(Material shown Opens)

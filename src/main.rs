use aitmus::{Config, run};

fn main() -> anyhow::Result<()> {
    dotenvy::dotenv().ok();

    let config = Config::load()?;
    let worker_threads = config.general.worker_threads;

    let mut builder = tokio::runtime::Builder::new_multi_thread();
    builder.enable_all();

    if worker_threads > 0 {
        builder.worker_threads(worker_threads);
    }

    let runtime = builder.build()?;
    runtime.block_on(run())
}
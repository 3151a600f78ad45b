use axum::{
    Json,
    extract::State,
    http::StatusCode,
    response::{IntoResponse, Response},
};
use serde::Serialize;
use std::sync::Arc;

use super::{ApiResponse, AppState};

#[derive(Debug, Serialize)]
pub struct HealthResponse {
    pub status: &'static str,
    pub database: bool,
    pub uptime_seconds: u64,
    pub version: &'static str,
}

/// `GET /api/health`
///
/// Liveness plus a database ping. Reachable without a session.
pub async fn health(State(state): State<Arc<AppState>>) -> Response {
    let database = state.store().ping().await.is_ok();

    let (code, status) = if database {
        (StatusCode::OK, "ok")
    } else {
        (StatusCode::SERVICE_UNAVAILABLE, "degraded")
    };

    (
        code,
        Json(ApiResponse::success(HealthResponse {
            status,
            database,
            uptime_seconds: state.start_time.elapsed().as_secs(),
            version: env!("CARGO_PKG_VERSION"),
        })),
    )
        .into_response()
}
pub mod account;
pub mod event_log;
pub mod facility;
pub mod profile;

(Material shown Closes)

Problem statement -> In full and without changes, copy the entries above.

Finished task ->
filename src/main.rs
use aitmus::{Config, run};

fn main() -> anyhow::Result<()> {
    dotenvy::dotenv().ok();

    let config = Config::load()?;
    let worker_threads = config.general.worker_threads;

    let mut builder = tokio::runtime::Builder::new_multi_thread();
    builder.enable_all();

    if worker_threads > 0 {
        builder.worker_threads(worker_threads);
    }

    let runtime = builder.build()?;
    runtime.block_on(run())
}
repository 3151a600f78ad45b
use axum::{
    Json,
    extract::State,
    http::StatusCode,
    response::{IntoResponse, Response},
};
use serde::Serialize;
use std::sync::Arc;

use super::{ApiResponse, AppState};

#[derive(Debug, Serialize)]
pub struct HealthResponse {
    pub status: &'static str,
    pub database: bool,
    pub uptime_seconds: u64,
    pub version: &'static str,
}

/// `GET /api/health`
///
/// Liveness plus a database ping. Reachable without a session.
pub async fn health(State(state): State<Arc<AppState>>) -> Response {
    let database = state.store().ping().await.is_ok();

    let (code, status) = if database {
        (StatusCode::OK, "ok")
    } else {
        (StatusCode::SERVICE_UNAVAILABLE, "degraded")
    };

    (
        code,
        Json(ApiResponse::success(HealthResponse {
            status,
            database,
            uptime_seconds: state.start_time.elapsed().as_secs(),
            version: env!("CARGO_PKG_VERSION"),
        })),
    )
        .into_response()
}
pub mod account;
pub mod event_log;
pub mod facility;
pub mod profile;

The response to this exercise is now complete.